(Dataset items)
====

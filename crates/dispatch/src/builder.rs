// SPDX-License-Identifier: BUSL-1.1
// Copyright (c) 2026 Alfred Jean LLC

//! Fluent construction of command nodes.
//!
//! ```
//! use cmdtree_dispatch::{argument, literal, Dispatcher};
//! use cmdtree_reader::integer;
//!
//! let mut dispatcher = Dispatcher::<()>::new();
//! dispatcher.register(
//!     literal("give").then(
//!         argument("count", integer()).executes(|ctx| ctx.get_integer("count")),
//!     ),
//! )?;
//! assert_eq!(dispatcher.execute_input("give 3", ())?, 3);
//! # Ok::<(), Box<dyn std::error::Error>>(())
//! ```
//!
//! Configuration mistakes (a redirect on a node with children, children on a
//! redirected node) do not interrupt the chain; the first one is reported by
//! [`ArgumentBuilder::build`].

use std::sync::Arc;

use cmdtree_reader::ArgumentType;

use crate::context::CommandContext;
use crate::error::{BuildError, CommandError};
use crate::node::{
    Command, CommandNode, NodeKind, NodeRef, RedirectModifier, Requirement,
};

/// Builder for a literal or argument node.
pub struct ArgumentBuilder<S> {
    kind: NodeKind,
    arguments: NodeRef<S>,
    command: Option<Command<S>>,
    requirement: Requirement<S>,
    target: Option<NodeRef<S>>,
    modifier: Option<RedirectModifier<S>>,
    forks: bool,
    error: Option<BuildError>,
}

/// Start a literal node matching `literal` exactly.
pub fn literal<S: 'static>(literal: impl Into<String>) -> ArgumentBuilder<S> {
    ArgumentBuilder::new(NodeKind::Literal(literal.into()))
}

/// Start an argument node named `name`, parsed by `parser`.
pub fn argument<S: 'static>(
    name: impl Into<String>,
    parser: impl ArgumentType + 'static,
) -> ArgumentBuilder<S> {
    ArgumentBuilder::new(NodeKind::Argument {
        name: name.into(),
        parser: Arc::new(parser),
    })
}

impl<S: 'static> ArgumentBuilder<S> {
    fn new(kind: NodeKind) -> Self {
        Self {
            kind,
            arguments: CommandNode::root(),
            command: None,
            requirement: Arc::new(|_: &S| true),
            target: None,
            modifier: None,
            forks: false,
            error: None,
        }
    }

    /// Add a subordinate node built from `child`.
    pub fn then(self, child: ArgumentBuilder<S>) -> Self {
        match child.build() {
            Ok(node) => self.then_node(node),
            Err(e) => self.fail(e),
        }
    }

    /// Add an already built node as a child.
    pub fn then_node(mut self, node: NodeRef<S>) -> Self {
        if self.target.is_some() {
            let err = BuildError::ChildOnRedirect {
                node: self.name().to_string(),
            };
            return self.fail(err);
        }
        if let Err(e) = self.arguments.add_child(node) {
            self = self.fail(e);
        }
        self
    }

    /// Attach the terminal command.
    pub fn executes<F>(mut self, command: F) -> Self
    where
        F: Fn(&CommandContext<S>) -> Result<i32, CommandError> + Send + Sync + 'static,
    {
        self.command = Some(Arc::new(command));
        self
    }

    /// Gate visibility of the node on the caller's source.
    pub fn requires<F>(mut self, requirement: F) -> Self
    where
        F: Fn(&S) -> bool + Send + Sync + 'static,
    {
        self.requirement = Arc::new(requirement);
        self
    }

    /// Continue parsing in `target` once this node matches.
    pub fn redirect(self, target: &NodeRef<S>) -> Self {
        self.forward(target, None, false)
    }

    /// Redirect to `target`, transforming the source with `modifier`.
    ///
    /// Outside fork mode the modifier must yield exactly one source.
    pub fn redirect_with<F>(self, target: &NodeRef<S>, modifier: F) -> Self
    where
        F: Fn(&CommandContext<S>) -> Result<S, CommandError> + Send + Sync + 'static,
    {
        let modifier: RedirectModifier<S> =
            Arc::new(move |ctx: &CommandContext<S>| Ok(vec![modifier(ctx)?]));
        self.forward(target, Some(modifier), false)
    }

    /// Redirect to `target`, running the rest of the chain once per source
    /// produced by `modifier`, with failures isolated per source.
    pub fn fork<F>(self, target: &NodeRef<S>, modifier: F) -> Self
    where
        F: Fn(&CommandContext<S>) -> Result<Vec<S>, CommandError> + Send + Sync + 'static,
    {
        self.forward(target, Some(Arc::new(modifier)), true)
    }

    /// General form of [`redirect`](Self::redirect) and [`fork`](Self::fork).
    pub fn forward(
        mut self,
        target: &NodeRef<S>,
        modifier: Option<RedirectModifier<S>>,
        fork: bool,
    ) -> Self {
        if self.arguments.has_children() {
            let err = BuildError::RedirectWithChildren {
                node: self.name().to_string(),
            };
            return self.fail(err);
        }
        self.target = Some(Arc::clone(target));
        self.modifier = modifier;
        self.forks = fork;
        self
    }

    /// Literal text or argument name of the node being built.
    pub fn name(&self) -> &str {
        match &self.kind {
            NodeKind::Root => "",
            NodeKind::Literal(literal) => literal,
            NodeKind::Argument { name, .. } => name,
        }
    }

    /// Children added so far.
    pub fn arguments(&self) -> Vec<NodeRef<S>> {
        self.arguments.children()
    }

    pub fn redirect_target(&self) -> Option<&NodeRef<S>> {
        self.target.as_ref()
    }

    pub fn is_fork(&self) -> bool {
        self.forks
    }

    /// Produce the node, or the first configuration error hit while building.
    pub fn build(self) -> Result<NodeRef<S>, BuildError> {
        if let Some(e) = self.error {
            return Err(e);
        }
        let node = Arc::new(CommandNode::new(
            self.kind,
            self.command,
            self.requirement,
            self.target,
            self.modifier,
            self.forks,
        ));
        for child in self.arguments.children() {
            node.add_child(child)?;
        }
        Ok(node)
    }

    fn fail(mut self, error: BuildError) -> Self {
        self.error.get_or_insert(error);
        self
    }
}

#[cfg(test)]
#[path = "builder_tests.rs"]
mod tests;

====

## PROBLEM
How many lines of the entries contain "true"? Answer with a number alone.

## TASK OUTPUT
2